Running for Office?
Greed? Ego? Power lust? Or what?
There are a lot of reasons a person runs for public office.
Often, they spot an opening in the public’s sentiment and decide they can
attract enough support to win the office. But I have a question for each of
them: What changes are you going to bring to your constituents? Do you understand
the limits of power in the position? Do you truly know what problems are
blocking progress toward a better quality of life for your constituents? Are
you familiar with all of the problems, or only a few? Finally, what is the
timeline for the changes you wish to make?
If you do not have a program to press forward, then you are
an empty-headed politician focused only on power and greed for yourself.

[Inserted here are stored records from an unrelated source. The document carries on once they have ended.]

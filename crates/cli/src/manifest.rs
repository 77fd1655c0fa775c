use anyhow::{Context, Result, bail};
use argtree_manifest::{DEFAULT_MANIFEST_NAME, Manifest};
use std::fs;
use std::path::{Path, PathBuf};

#[derive(Debug, Clone)]
pub struct LoadedManifest {
    pub path: PathBuf,
    pub manifest: Manifest,
}

/// Read the manifest at `manifest_path`, or `argtree.json` in the current
/// directory when no path was given.
pub fn load_manifest(manifest_path: Option<&Path>) -> Result<LoadedManifest> {
    let cwd = std::env::current_dir().context("failed to get current directory")?;

    let (path, explicit) = match manifest_path {
        Some(p) => (resolve_against(&cwd, p), true),
        None => (cwd.join(DEFAULT_MANIFEST_NAME), false),
    };

    if !path.exists() {
        if explicit {
            bail!("manifest not found: {}", path.display());
        }
        bail!(
            "no {DEFAULT_MANIFEST_NAME} in {} (use --manifest to point at one)",
            cwd.display()
        );
    }

    let contents = fs::read_to_string(&path)
        .with_context(|| format!("failed to read manifest: {}", path.display()))?;
    let manifest = Manifest::from_json(&contents)
        .with_context(|| format!("failed to load manifest: {}", path.display()))?;
    tracing::debug!(path = %path.display(), "loaded manifest");

    Ok(LoadedManifest { path, manifest })
}

fn resolve_against(base: &Path, path: &Path) -> PathBuf {
    if path.is_absolute() {
        path.to_path_buf()
    } else {
        base.join(path)
    }
}

#[cfg(test)]
mod tests {
    use super::*;
    use std::time::{SystemTime, UNIX_EPOCH};

    fn make_temp_dir(prefix: &str) -> PathBuf {
        let nanos = SystemTime::now()
            .duration_since(UNIX_EPOCH)
            .unwrap()
            .as_nanos();
        let pid = std::process::id();
        let dir = std::env::temp_dir().join(format!("argtree-{prefix}-{pid}-{nanos}"));
        fs::create_dir_all(&dir).unwrap();
        dir
    }

    #[test]
    fn loads_explicit_manifest() {
        let dir = make_temp_dir("manifest-load");
        let path = dir.join("tree.json");
        fs::write(
            &path,
            r#"{ "schema-version": 1, "root": { "name": "app", "usage": "demo" } }"#,
        )
        .unwrap();

        let loaded = load_manifest(Some(&path)).unwrap();
        assert_eq!(loaded.path, path);
        assert_eq!(loaded.manifest.root.name, "app");
        assert_eq!(loaded.manifest.root.usage, "demo");

        let _ = fs::remove_dir_all(&dir);
    }

    #[test]
    fn missing_explicit_manifest_names_the_path() {
        let dir = make_temp_dir("manifest-missing");
        let path = dir.join("absent.json");
        let err = load_manifest(Some(&path)).unwrap_err();
        assert_eq!(err.to_string(), format!("manifest not found: {}", path.display()));
        let _ = fs::remove_dir_all(&dir);
    }

    #[test]
    fn invalid_manifest_keeps_the_cause() {
        let dir = make_temp_dir("manifest-invalid");
        let path = dir.join("bad.json");
        fs::write(&path, r#"{ "schema-version": 9, "root": { "name": "app" } }"#).unwrap();

        let err = load_manifest(Some(&path)).unwrap_err();
        let chain = format!("{err:#}");
        assert!(chain.contains("failed to load manifest"), "{chain}");
        assert!(chain.contains("unsupported schema-version 9"), "{chain}");

        let _ = fs::remove_dir_all(&dir);
    }

    #[test]
    fn relative_paths_resolve_against_base() {
        let base = Path::new("/work");
        assert_eq!(resolve_against(base, Path::new("a.json")), PathBuf::from("/work/a.json"));
        assert_eq!(resolve_against(base, Path::new("/abs.json")), PathBuf::from("/abs.json"));
    }
}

History has proven this over and over again. It is the shame of all
democracies. The lowest common denominator appears to be in control. How sad.
How very sad.
Another candidate announces his intention to unseat current
Chicago Mayor Lori Lightfoot. What does he bring to the race? Why should anyone
support him?
Lori Lightfoot is a breath of fresh air. She has tremendous
smarts about government, justice, US and Illinois Constitutions. She sees the
future and wonders why we have not claimed it yet. Details, details, all stand
in the way of immediate progress. But she is working on them. She has a staff
that is working on them. All she lacks is cooperation and collaboration of
Chicagoans to move the dial of progress forward.
Americans tend to see politics as a sport. Who’s on top?
Who’s coming up the runway? Who can topple the incumbent? Will this change
affect me? Will we have more problems or fewer?
Chicago has a lot of problems like most large urban areas in
the country. It takes resources to make a dent in any of them. Resources
include people power – staff, innovative thinking, supporters, colleagues in
the government trenches like the incumbent – but mostly resources include
powerful visions of the future that people can get behind.
If candidates only speak of other candidates in negative
tones and message, they are not fit for public office. The conversation should
only be about the vision of what can and should be. Often the leader and the
public are on different planes of understanding these issues. But honest
conversation can fix that in a hurry.
It takes our cooperation to buy time to study and understand
the issues that matter. It takes collaboration from all of us to build
solutions that will last. Politics should not be about today and the week
ahead. It should be about what we all want and need 5 to 15 years from now.
With a running start we can achieve these lofty goals.
Without the ideas, all we have is a crappy public argument over personalities.
And that argument blocks the progress we need and deserve.
Shame on us! The noise continues. Not the hope of the future.